Cuca não abandonou a profissão, tampouco o Cruzeiro, com quem foi campeão mineiro em 2011. No mesmo ano, porém, deixou o clube após cair para o Once Caldas na Libertadores. Voltou ao mercado como um profissional mais valorizado. Mas ainda sofria desconfianças públicas. E um episódio foi emblemático nisso.

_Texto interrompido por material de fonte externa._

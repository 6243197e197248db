use iced::Color;

use crate::layout::FlowerVariant;

/// Core color palette for the night-garden scene.
#[derive(Debug, Clone, Copy)]
pub struct ScenePalette {
    pub sky_top: Color,
    pub sky_bottom: Color,
    pub star: Color,
    pub stem: Color,
    pub letter_background: Color,
    pub letter_text: Color,
    pub letter_muted: Color,
    pub blush: Color,
}

impl Default for ScenePalette {
    fn default() -> Self {
        Self {
            sky_top: Color::from_rgb8(0x09, 0x0A, 0x0F),
            sky_bottom: Color::from_rgb8(0x1B, 0x27, 0x35),
            star: Color::WHITE,
            stem: Color::from_rgb8(0x48, 0xBB, 0x78),
            letter_background: Color {
                a: 0.95,
                ..Color::WHITE
            },
            letter_text: Color::from_rgb8(0x1A, 0x20, 0x2C),
            letter_muted: Color::from_rgb8(0x4A, 0x55, 0x68),
            blush: Color::from_rgb8(0xFE, 0xD7, 0xE2),
        }
    }
}

impl ScenePalette {
    /// Petal color of a primary flower.
    pub fn petal(&self, variant: FlowerVariant) -> Color {
        match variant {
            FlowerVariant::Teal => Color::from_rgb8(0x9B, 0xE6, 0xD5),
            FlowerVariant::Violet => Color::from_rgb8(0xB7, 0x94, 0xF4),
        }
    }

    /// Center disc color of a primary flower.
    pub fn center(&self, variant: FlowerVariant) -> Color {
        match variant {
            FlowerVariant::Teal => Color::from_rgb8(0xFC, 0xD3, 0x4D),
            FlowerVariant::Violet => Color::from_rgb8(0xDD, 0xD6, 0xFE),
        }
    }

    /// Petal color of a small companion flower.
    pub fn small_petal(&self, variant: FlowerVariant) -> Color {
        match variant {
            FlowerVariant::Teal => Color::from_rgb8(0x98, 0xF5, 0xE1),
            FlowerVariant::Violet => Color::from_rgb8(0xFE, 0xD7, 0xE2),
        }
    }

    /// Center disc color of a small companion flower.
    pub fn small_center(&self, variant: FlowerVariant) -> Color {
        match variant {
            FlowerVariant::Teal => Color::from_rgb8(0x34, 0xD3, 0x99),
            FlowerVariant::Violet => Color::from_rgb8(0xF6, 0x87, 0xB3),
        }
    }
}

/// Returns the default palette for the scene.
pub fn palette() -> ScenePalette {
    ScenePalette::default()
}

/// The four colors fireworks draw from.
pub fn firework_palette() -> [Color; 4] {
    [
        Color::from_rgb8(0xFE, 0xD7, 0xE2),
        Color::from_rgb8(0xB7, 0x94, 0xF4),
        Color::from_rgb8(0x9B, 0xE6, 0xD5),
        Color::from_rgb8(0xFC, 0xD3, 0x4D),
    ]
}

/// Moves a color toward white. `amount` of 0.0 is the input color, 1.0 is
/// pure white; used for the brightness pulse on petals and centers.
pub fn brighten(color: Color, amount: f32) -> Color {
    let amount = amount.clamp(0.0, 1.0);
    Color {
        r: color.r + (1.0 - color.r) * amount,
        g: color.g + (1.0 - color.g) * amount,
        b: color.b + (1.0 - color.b) * amount,
        a: color.a,
    }
}

#[cfg(test)]
mod tests {
    use super::*;

    #[test]
    fn brighten_bounds() {
        let c = Color::from_rgb8(0x48, 0xBB, 0x78);
        let same = brighten(c, 0.0);
        assert!((same.r - c.r).abs() < 1e-6);
        let white = brighten(c, 1.0);
        assert!((white.r - 1.0).abs() < 1e-6);
        assert!((white.g - 1.0).abs() < 1e-6);
        assert!((white.b - 1.0).abs() < 1e-6);
    }

    #[test]
    fn variants_have_distinct_petals() {
        let pal = palette();
        assert_ne!(
            pal.petal(FlowerVariant::Teal),
            pal.petal(FlowerVariant::Violet)
        );
    }
}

A diretoria do Inter decidiu que demitiria Paulo Roberto Falcão em julho de 2011. Antes mesmo de afastar o treinador do cargo, ligou para Cuca. Ele disse que só conversaria quando o clube estivesse sem técnico. Falcão, então, foi demitido. E o clube iniciou conversas com Cuca. A negociação evoluiu. Houve um acerto verbal. E aí a torcida colorada iniciou um movimento de contestação ao treinador. Enquetes em rádios mostravam rejeição quase total ao nome dele. A diretoria recuou. Desistiu de contratá-lo. E isso mudou o destino do Atlético-MG.
Forte e vingador
Cuca chegou ao Galo mais forte. Estava preparado para vingar as desconfianças do passado. Inicialmente, voltou a ter o desafio de evitar o rebaixamento. E conseguiu, após início muito ruim, em que chegou a entregar o cargo à direção. Veio 2012, e a história começou a mudar: título estadual, vice brasileiro, vaga na Libertadores. Veio 2013, com mais uma conquista do Mineiro. E com a disputa da Libertadores.

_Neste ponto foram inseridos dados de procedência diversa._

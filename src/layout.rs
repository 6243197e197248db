//! Procedural layout for the night garden.
//!
//! Spacing is deterministic arithmetic over the viewport; everything else
//! (rotation jitter, sway/grow delay offsets) comes from the injected RNG so
//! callers can seed it for reproducible layouts.

use rand::Rng;

use crate::constants::*;
use crate::viewport::Viewport;

/// A twinkling background star, positioned in percent of the sky.
#[derive(Debug, Clone, Copy)]
pub struct Star {
    pub x_pct: f32,
    pub y_pct: f32,
    pub size: f32,
    pub twinkle_delay: f32,
}

/// Which of the two color schemes a flower uses.
#[derive(Debug, Clone, Copy, PartialEq, Eq)]
pub enum FlowerVariant {
    Teal,
    Violet,
}

/// A primary flower, anchored at the ground line.
#[derive(Debug, Clone, Copy)]
pub struct Flower {
    pub id: usize,
    pub x: f32,
    pub rotation_jitter: f32,
    pub sway_delay: f32,
    pub grow_delay: f32,
    pub variant: FlowerVariant,
}

/// A companion flower flanking a primary flower.
#[derive(Debug, Clone, Copy)]
pub struct SmallFlower {
    pub id: usize,
    pub x: f32,
    pub rotation_jitter: f32,
    pub sway_delay: f32,
    pub grow_delay: f32,
    pub variant: FlowerVariant,
}

/// A single grass blade.
#[derive(Debug, Clone, Copy)]
pub struct GrassBlade {
    pub x: f32,
    pub height: f32,
    pub rotation_jitter: f32,
    pub grow_delay: f32,
    pub sway_delay: f32,
}

/// Every generated entity of the garden scene.
#[derive(Debug, Clone, Default)]
pub struct GardenLayout {
    pub stars: Vec<Star>,
    pub flowers: Vec<Flower>,
    pub small_flowers: Vec<SmallFlower>,
    pub grass: Vec<GrassBlade>,
}

/// Uniform draw over `[0, max)` that tolerates a degenerate range.
fn uniform(rng: &mut impl Rng, max: f32) -> f32 {
    if max > 0.0 {
        rng.gen_range(0.0..max)
    } else {
        0.0
    }
}

impl GardenLayout {
    /// Generates the full layout for a viewport.
    ///
    /// Primary flowers are generated before small flowers: a small flower's
    /// x is derived from its parent's resolved x, so the ordering matters.
    pub fn generate(viewport: Viewport, rng: &mut impl Rng) -> Self {
        let stars = Self::generate_stars(rng);
        let flowers = Self::generate_flowers(viewport, rng);
        let small_flowers = Self::generate_small_flowers(&flowers, rng);
        let grass = Self::generate_grass(viewport, rng);

        Self {
            stars,
            flowers,
            small_flowers,
            grass,
        }
    }

    fn generate_stars(rng: &mut impl Rng) -> Vec<Star> {
        (0..STAR_COUNT)
            .map(|_| Star {
                x_pct: rng.gen_range(0.0..100.0),
                y_pct: rng.gen_range(0.0..100.0),
                size: 1.0 + rng.gen_range(0.0..2.0),
                twinkle_delay: rng.gen_range(0.0..SWAY_DELAY_RANGE),
            })
            .collect()
    }

    fn generate_flowers(viewport: Viewport, rng: &mut impl Rng) -> Vec<Flower> {
        // A viewport narrower than twice the padding degenerates to every
        // flower sitting at the padding edge.
        let usable = (viewport.width - FLOWER_PADDING * 2.0).max(0.0);
        let last = (FLOWER_COUNT - 1) as f32;

        (0..FLOWER_COUNT)
            .map(|i| Flower {
                id: i,
                x: FLOWER_PADDING + usable * (i as f32 / last),
                rotation_jitter: rng.gen_range(-5.0..5.0),
                sway_delay: rng.gen_range(0.0..SWAY_DELAY_RANGE),
                grow_delay: i as f32 * FLOWER_GROW_STAGGER,
                variant: if i % 2 == 0 {
                    FlowerVariant::Teal
                } else {
                    FlowerVariant::Violet
                },
            })
            .collect()
    }

    fn generate_small_flowers(flowers: &[Flower], rng: &mut impl Rng) -> Vec<SmallFlower> {
        (0..FLOWER_COUNT * SMALL_FLOWERS_PER_FLOWER)
            .map(|i| {
                let parent = &flowers[(i / SMALL_FLOWERS_PER_FLOWER) % flowers.len()];
                let offset = if i % 2 == 0 {
                    -SMALL_FLOWER_OFFSET
                } else {
                    SMALL_FLOWER_OFFSET
                };

                SmallFlower {
                    id: i,
                    x: parent.x
                        + offset
                        + rng.gen_range(-SMALL_FLOWER_JITTER..SMALL_FLOWER_JITTER),
                    rotation_jitter: rng.gen_range(-5.0..5.0),
                    sway_delay: rng.gen_range(0.0..SWAY_DELAY_RANGE),
                    grow_delay: parent.grow_delay + 0.2 + rng.gen_range(0.0..0.3),
                    variant: if rng.gen_bool(0.5) {
                        FlowerVariant::Violet
                    } else {
                        FlowerVariant::Teal
                    },
                }
            })
            .collect()
    }

    fn generate_grass(viewport: Viewport, rng: &mut impl Rng) -> Vec<GrassBlade> {
        (0..GRASS_COUNT)
            .map(|i| GrassBlade {
                x: uniform(rng, viewport.width),
                height: GRASS_MIN_HEIGHT + rng.gen_range(0.0..GRASS_HEIGHT_RANGE),
                rotation_jitter: rng.gen_range(-10.0..10.0),
                grow_delay: (i as f32 / GRASS_COUNT as f32) * GRASS_GROW_SPAN,
                sway_delay: rng.gen_range(0.0..SWAY_DELAY_RANGE),
            })
            .collect()
    }
}

#[cfg(test)]
mod tests {
    use super::*;
    use rand::rngs::StdRng;
    use rand::SeedableRng;

    fn rng() -> StdRng {
        StdRng::seed_from_u64(7)
    }

    #[test]
    fn counts_are_fixed() {
        let layout = GardenLayout::generate(Viewport::default(), &mut rng());
        assert_eq!(layout.stars.len(), STAR_COUNT);
        assert_eq!(layout.flowers.len(), FLOWER_COUNT);
        assert_eq!(
            layout.small_flowers.len(),
            FLOWER_COUNT * SMALL_FLOWERS_PER_FLOWER
        );
        assert_eq!(layout.grass.len(), GRASS_COUNT);
    }

    #[test]
    fn zero_width_viewport_collapses_flowers_to_padding() {
        let layout = GardenLayout::generate(Viewport::new(0.0, 1080.0), &mut rng());
        for flower in &layout.flowers {
            assert_eq!(flower.x, FLOWER_PADDING);
        }
        for blade in &layout.grass {
            assert_eq!(blade.x, 0.0);
        }
    }

    #[test]
    fn variants_alternate_by_parity() {
        let layout = GardenLayout::generate(Viewport::default(), &mut rng());
        for flower in &layout.flowers {
            let expected = if flower.id % 2 == 0 {
                FlowerVariant::Teal
            } else {
                FlowerVariant::Violet
            };
            assert_eq!(flower.variant, expected);
        }
    }

    #[test]
    fn grow_delays_stagger_by_index() {
        let layout = GardenLayout::generate(Viewport::default(), &mut rng());
        for flower in &layout.flowers {
            assert!((flower.grow_delay - flower.id as f32 * FLOWER_GROW_STAGGER).abs() < 1e-6);
        }
    }

    #[test]
    fn grass_heights_stay_in_range() {
        let layout = GardenLayout::generate(Viewport::default(), &mut rng());
        for blade in &layout.grass {
            assert!(blade.height >= GRASS_MIN_HEIGHT);
            assert!(blade.height <= GRASS_MIN_HEIGHT + GRASS_HEIGHT_RANGE);
        }
    }
}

Alexi Stival mora no hotel da Cidade do Galo. Ali, se dedica integralmente ao Atlético. Sofre por não estar o tempo todo com a esposa, Rejane, e as duas filhas, Maiara e Natasha. Passa as horas convivendo com funcionários do clube, pessoas comuns, coadjuvantes no mundo midiático do futebol. Gosta muito de conversar. E, principalmente, de escutar.
Ele chega à final da Libertadores como um homem mais sereno. Seu lado emotivo ainda pulsa, claro. Mas não é mais tão desconfiado. Conseguiu se livrar de boa carga do pessimismo que o marcava. Com um tricampeonato estadual nas costas e a certeza de ter montado o melhor time do país em 2013, não pode mais ser considerado um azarado. E deixa aqueles que o cercaram em sua trajetória até este 24 de julho, dia mais importante de sua carreira, com a sensação de que hoje ele é um profissional melhor.

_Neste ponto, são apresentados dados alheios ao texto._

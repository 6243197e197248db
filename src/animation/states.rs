use iced::widget::canvas;

use crate::animation::Spring;
use crate::constants::TICK_SECONDS;

/// State for the night-sky canvas. `elapsed` runs from app start and drives
/// the star twinkle; the cache is cleared every tick because the twinkle
/// never stops.
#[derive(Debug, Default)]
pub struct SkyState {
    pub elapsed: f32,
    pub cache: canvas::Cache,
}

impl SkyState {
    pub fn update(&mut self) {
        self.elapsed += TICK_SECONDS;
        self.cache.clear();
    }
}

/// State for the garden canvas. `elapsed` counts from the moment the letter
/// opened and feeds every grow/sway/pulse timeline.
#[derive(Debug, Default)]
pub struct GardenState {
    pub elapsed: f32,
    pub cache: canvas::Cache,
}

impl GardenState {
    pub fn update(&mut self) {
        self.elapsed += TICK_SECONDS;
        self.cache.clear();
    }

    /// Restarts the growth clock. Called on the Closed -> Opened edge.
    pub fn restart(&mut self) {
        self.elapsed = 0.0;
        self.cache.clear();
    }
}

/// Animation state for the letter card: a spring for the hover scale-up.
#[derive(Debug, Default)]
pub struct LetterState {
    pub hover: Spring,
}

impl LetterState {
    /// Advances the hover spring. Returns true while still animating.
    pub fn update(&mut self) -> bool {
        self.hover.update()
    }

    pub fn set_hovered(&mut self, hovered: bool) {
        self.hover.set_target(if hovered { 1.0 } else { 0.0 });
    }

    /// Hover progress, 0.0 at rest and 1.0 fully hovered.
    pub fn hover_progress(&self) -> f32 {
        self.hover.position
    }
}

#[cfg(test)]
mod tests {
    use super::*;

    #[test]
    fn garden_restart_resets_clock() {
        let mut garden = GardenState::default();
        for _ in 0..10 {
            garden.update();
        }
        assert!(garden.elapsed > 0.0);
        garden.restart();
        assert_eq!(garden.elapsed, 0.0);
    }

    #[test]
    fn hover_spring_moves_toward_target() {
        let mut letter = LetterState::default();
        letter.set_hovered(true);
        letter.update();
        assert!(letter.hover_progress() > 0.0);
        letter.set_hovered(false);
        for _ in 0..2000 {
            if !letter.update() {
                break;
            }
        }
        assert_eq!(letter.hover_progress(), 0.0);
    }
}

- Tenho falado bastante com ele pelo telefone. É fácil perceber que ele está mudado. É um homem amadurecido - diz Milton Cruz.
- Ele melhorou muito em termos de comportamento. Não fica mais empolgado com tudo isso. Está aprendendo a lidar com esses momentos - afirma Ronaldo Torres.
- Hoje em dia, depois de uma derrota, ele ainda fica abalado, mas logo diz: "Vamos lá, vamos virar a página" - conta dona Nilde.
- Ele hoje é um dos melhores técnicos do Brasil. Gosto de sua personalidade, de sua forma de agir como pessoa. Estarei torcendo por meu amigo na quarta-feira - completa Felipão.
Depois da derrota de 2 a 0 para o Olimpia no Paraguai, um matemático diria que é improvável o título do Atlético-MG nesta quarta-feira. Assim como era improvável a morte do pai de Cuca após a cirurgia no coração. Assim como era improvável o Fluminense seguir na Série A. "Danem-se os números", há de pensar novamente o treinador.
- Vamos ganhar quarta. Fiz 50 anos neste mês. Se Deus quiser, meu presente virá na quarta-feira. Sou o que mais sofre aqui. Largo minha mulher, minhas filhas, e quero fazer esse povo feliz. Quero ganhar isso. Tenho essa coisa que vocês falam, de ser azarado. Mas quero acabar com isso na quarta. (...) Se acontecer, vou ser o homem mais feliz do mundo.